Would you please transcribe the entire listing exactly?

* * * *

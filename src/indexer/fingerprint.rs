//! Content fingerprints.
//!
//! A fingerprint is the first 128 bits of the BLAKE3 digest of a file's
//! bytes, hex encoded. Files are streamed in fixed-size chunks so memory
//! use does not grow with file size.

use std::fs::File;
use std::io::{self, Read};
use std::path::Path;

pub const CHUNK_SIZE: usize = 4096;
pub const FINGERPRINT_BYTES: usize = 16;

pub fn fingerprint_reader<R: Read>(mut reader: R) -> io::Result<String> {
    let mut hasher = blake3::Hasher::new();
    let mut buf = [0u8; CHUNK_SIZE];

    loop {
        match reader.read(&mut buf) {
            Ok(0) => break,
            Ok(n) => {
                hasher.update(&buf[..n]);
            }
            Err(e) if e.kind() == io::ErrorKind::Interrupted => continue,
            Err(e) => return Err(e),
        }
    }

    Ok(encode(hasher.finalize()))
}

pub fn fingerprint_file(path: &Path) -> io::Result<String> {
    fingerprint_reader(File::open(path)?)
}

pub fn fingerprint_bytes(data: &[u8]) -> String {
    encode(blake3::hash(data))
}

fn encode(hash: blake3::Hash) -> String {
    hex::encode(&hash.as_bytes()[..FINGERPRINT_BYTES])
}
use chrono::{DateTime, Utc};
use serde::{Deserialize, Serialize};

/// One indexed file, keyed by its content fingerprint.
///
/// Created by the indexer the first time a fingerprint is seen and never
/// rewritten afterwards; only `popularity` moves, and only through
/// [`CatalogStore::increment_popularity`](super::store::CatalogStore::increment_popularity).
#[derive(Debug, Clone, PartialEq, Eq, Serialize, Deserialize)]
pub struct CatalogEntry {
    pub name: String,
    pub path: String,
    pub fingerprint: String,
    pub size: u64,
    pub category: String,
    #[serde(default)]
    pub popularity: u64,
    pub indexed_at: DateTime<Utc>,
}

/// How `SearchQuery::term` is compared against an entry.
#[derive(Debug, Clone, Copy, PartialEq, Eq, Default, Serialize, Deserialize)]
#[serde(rename_all = "lowercase")]
pub enum SearchMode {
    /// Case-insensitive substring of the file name.
    #[default]
    Name,
    /// Exact fingerprint. `md5` is what older nodes send.
    #[serde(alias = "md5")]
    Hash,
}

#[derive(Debug, Clone, PartialEq, Eq, Serialize, Deserialize)]
pub struct SearchQuery {
    pub term: String,
    #[serde(default)]
    pub mode: SearchMode,
    #[serde(default)]
    pub category: Option<String>,
}

impl SearchQuery {
    pub fn name(term: impl Into<String>) -> Self {
        Self {
            term: term.into(),
            mode: SearchMode::Name,
            category: None,
        }
    }

    pub fn hash(fingerprint: impl Into<String>) -> Self {
        Self {
            term: fingerprint.into(),
            mode: SearchMode::Hash,
            category: None,
        }
    }

    pub fn with_category(mut self, category: impl Into<String>) -> Self {
        self.category = Some(category.into());
        self
    }

    pub fn matches(&self, entry: &CatalogEntry) -> bool {
        if let Some(category) = &self.category
            && &entry.category != category
        {
            return false;
        }

        match self.mode {
            SearchMode::Name => entry
                .name
                .to_lowercase()
                .contains(&self.term.to_lowercase()),
            SearchMode::Hash => entry.fingerprint == self.term,
        }
    }
}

* * * *

> [RESULT OF THE TASK]:
filename src/indexer/fingerprint.rs
//! Content fingerprints.
//!
//! A fingerprint is the first 128 bits of the BLAKE3 digest of a file's
//! bytes, hex encoded. Files are streamed in fixed-size chunks so memory
//! use does not grow with file size.

use std::fs::File;
use std::io::{self, Read};
use std::path::Path;

pub const CHUNK_SIZE: usize = 4096;
pub const FINGERPRINT_BYTES: usize = 16;

pub fn fingerprint_reader<R: Read>(mut reader: R) -> io::Result<String> {
    let mut hasher = blake3::Hasher::new();
    let mut buf = [0u8; CHUNK_SIZE];

    loop {
        match reader.read(&mut buf) {
            Ok(0) => break,
            Ok(n) => {
                hasher.update(&buf[..n]);
            }
            Err(e) if e.kind() == io::ErrorKind::Interrupted => continue,
            Err(e) => return Err(e),
        }
    }

    Ok(encode(hasher.finalize()))
}

pub fn fingerprint_file(path: &Path) -> io::Result<String> {
    fingerprint_reader(File::open(path)?)
}

pub fn fingerprint_bytes(data: &[u8]) -> String {
    encode(blake3::hash(data))
}

fn encode(hash: blake3::Hash) -> String {
    hex::encode(&hash.as_bytes()[..FINGERPRINT_BYTES])
}
use chrono::{DateTime, Utc};
use serde::{Deserialize, Serialize};

/// One indexed file, keyed by its content fingerprint.
///
/// Created by the indexer the first time a fingerprint is seen and never
/// rewritten afterwards; only `popularity` moves, and only through
/// [`CatalogStore::increment_popularity`](super::store::CatalogStore::increment_popularity).
#[derive(Debug, Clone, PartialEq, Eq, Serialize, Deserialize)]
pub struct CatalogEntry {
    pub name: String,
    pub path: String,
    pub fingerprint: String,
    pub size: u64,
    pub category: String,
    #[serde(default)]
    pub popularity: u64,
    pub indexed_at: DateTime<Utc>,
}

/// How `SearchQuery::term` is compared against an entry.
#[derive(Debug, Clone, Copy, PartialEq, Eq, Default, Serialize, Deserialize)]
#[serde(rename_all = "lowercase")]
pub enum SearchMode {
    /// Case-insensitive substring of the file name.
    #[default]
    Name,
    /// Exact fingerprint. `md5` is what older nodes send.
    #[serde(alias = "md5")]
    Hash,
}

#[derive(Debug, Clone, PartialEq, Eq, Serialize, Deserialize)]
pub struct SearchQuery {
    pub term: String,
    #[serde(default)]
    pub mode: SearchMode,
    #[serde(default)]
    pub category: Option<String>,
}

impl SearchQuery {
    pub fn name(term: impl Into<String>) -> Self {
        Self {
            term: term.into(),
            mode: SearchMode::Name,
            category: None,
        }
    }

    pub fn hash(fingerprint: impl Into<String>) -> Self {
        Self {
            term: fingerprint.into(),
            mode: SearchMode::Hash,
            category: None,
        }
    }

    pub fn with_category(mut self, category: impl Into<String>) -> Self {
        self.category = Some(category.into());
        self
    }

    pub fn matches(&self, entry: &CatalogEntry) -> bool {
        if let Some(category) = &self.category
            && &entry.category != category
        {
            return false;
        }

        match self.mode {
            SearchMode::Name => entry
                .name
                .to_lowercase()
                .contains(&self.term.to_lowercase()),
            SearchMode::Hash => entry.fingerprint == self.term,
        }
    }
}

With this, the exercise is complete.